課題山積み、日商の次期会頭・小林三菱商事会長が問われる手腕
日本商工会議所は17日、都内で通常会員総会を開いた。日商会頭を兼務する東京商工会議所の三村明夫会頭の後任には、三菱商事の小林健会長が内定しており、三村日商体制は残り8カ月を切った。トップの交代期を迎える中で、原材料価格の高騰やコロナ禍からの回復など中小企業を取り巻く課題は山積しており日商の役割があらためて期待される。
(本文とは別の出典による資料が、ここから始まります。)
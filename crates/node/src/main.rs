//! Swift node - serves the access and storage nodes described by a config file
//!
//! One process can host any number of nodes; requests are routed to a node
//! by their Host header.

use std::path::PathBuf;
use std::time::Duration;

use anyhow::Result;
use clap::Parser;
use tokio::sync::watch;
use tracing_subscriber::layer::SubscriberExt;
use tracing_subscriber::util::SubscriberInitExt;
use tracing_subscriber::{EnvFilter, Layer};

use service::{Config, ServiceState};

const FINAL_SHUTDOWN_TIMEOUT: Duration = Duration::from_secs(30);

/// Swift node - cross-domain key/value storage by redirect
#[derive(Parser, Debug)]
#[command(author, version, about, long_about = None)]
struct Args {
    /// Path to the TOML config describing the service and its nodes
    #[arg(short, long)]
    config: Option<PathBuf>,

    /// Port to listen on for HTTP requests, overriding the config
    #[arg(short, long)]
    port: Option<u16>,

    /// Log level (error, warn, info, debug, trace)
    #[arg(long, default_value = "info")]
    log_level: String,
}

#[tokio::main]
async fn main() -> Result<()> {
    let args = Args::parse();

    // Initialize tracing
    let (non_blocking_writer, _guard) = tracing_appender::non_blocking(std::io::stdout());
    let log_level: tracing::Level = args.log_level.parse().unwrap_or(tracing::Level::INFO);
    let env_filter = EnvFilter::builder()
        .with_default_directive(log_level.into())
        .from_env_lossy();

    let stdout_layer = tracing_subscriber::fmt::layer()
        .compact()
        .with_writer(non_blocking_writer)
        .with_filter(env_filter);

    tracing_subscriber::registry().with(stdout_layer).init();

    tracing::info!("Starting Swift node");

    let mut config = match &args.config {
        Some(path) => Config::load(path)?,
        None => {
            tracing::warn!("no config file given, serving with defaults and no nodes");
            Config::default()
        }
    };
    if let Some(port) = args.port {
        config.listen_addr.set_port(port);
    }

    let state = match ServiceState::from_config(config) {
        Ok(state) => state,
        Err(e) => {
            tracing::error!("Failed to create service state: {}", e);
            std::process::exit(1);
        }
    };

    // Set up graceful shutdown
    let (shutdown_tx, shutdown_rx) = watch::channel(());
    let graceful_shutdown = async move {
        if let Err(e) = tokio::signal::ctrl_c().await {
            tracing::error!("failed to listen for ctrl+c: {}", e);
            return;
        }
        tracing::info!("Received shutdown signal");
        let _ = shutdown_tx.send(());
    };
    tokio::spawn(graceful_shutdown);

    let mut server_rx = shutdown_rx.clone();
    let mut server_handle = tokio::spawn(async move {
        if let Err(e) = service::http::run(state, shutdown_rx).await {
            tracing::error!("HTTP server error: {}", e);
        }
    });

    tokio::select! {
        _ = &mut server_handle => {}
        _ = server_rx.changed() => {
            let _ = tokio::time::timeout(FINAL_SHUTDOWN_TIMEOUT, server_handle).await;
        }
    }

    tracing::info!("Swift node shutdown complete");
    Ok(())
}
(編集委員・池田勝敏)
三村会頭は総会で「直面する社会課題の克服に向けて、我々商工会議所が果たすべき役割は極めて大きいものがある」と強調した。
三村会頭は2013年に就任。デジタル化による中小企業の生産性向上と取引適正化を「両輪に走ってきた」(日商首脳)。東商ではIT活用を支援する「『はじめてIT活用』1万社プロジェクト」を展開。コロナ禍で社会のデジタル化機運が高まる中で中小企業のデジタル化支援強化に向け政策要望を訴え実現してきた。
一方、中小製造業の労働生産性が、大企業との取引価格引き下げにより低く抑えられてきたことを問題視し、取引価格の適正化に尽力してきた。経済産業省・中小企業庁が設置した価値創造企業に関する賢人会議の座長に就任。発注側の企業が下請け取引適正化を宣言する制度「パートナーシップ構築宣言」のベースを築いた。同制度を、中小企業の賃上げ原資確保や原材料価格の上昇に対応するための切り札として、「他の省庁や官邸まで巻き込んで大きな動きにしようとしている」(同)。
この発信力の高さは、「最低賃金の議論をめぐって中小企業の立場に立って政府にはっきりと意見してきた。日商の存在感も高めた」(ある東商副会頭)ことからもうかがえる。任期は通例2期6年だが、東商23支部長の要請を受けて異例の3期目に入ったのもこうした姿勢が評価されたものだ。
後任の小林氏は初の総合商社出身。三村会頭は「中小企業に寄り添いながら、日本全体を考えて政策提言できる人が望ましい。そのためにはグローバルの視点を持つ必要がある。中小企業だけでなく、大企業、スタートアップの実態もよく知っている」と期待を示す。
小林氏は「苦境にある中小企業への支援と同時に、生産性向上や事業再構築などの中小企業の自己変革を後押ししていくことが東商の大きな課題だ」とコメントした。中小企業の生産性向上は道半ばだ。日本経済を再び成長軌道に乗せるには中小企業の生産性向上が欠かせない。中小企業の可能性を引き出す手腕が小林氏に問われる。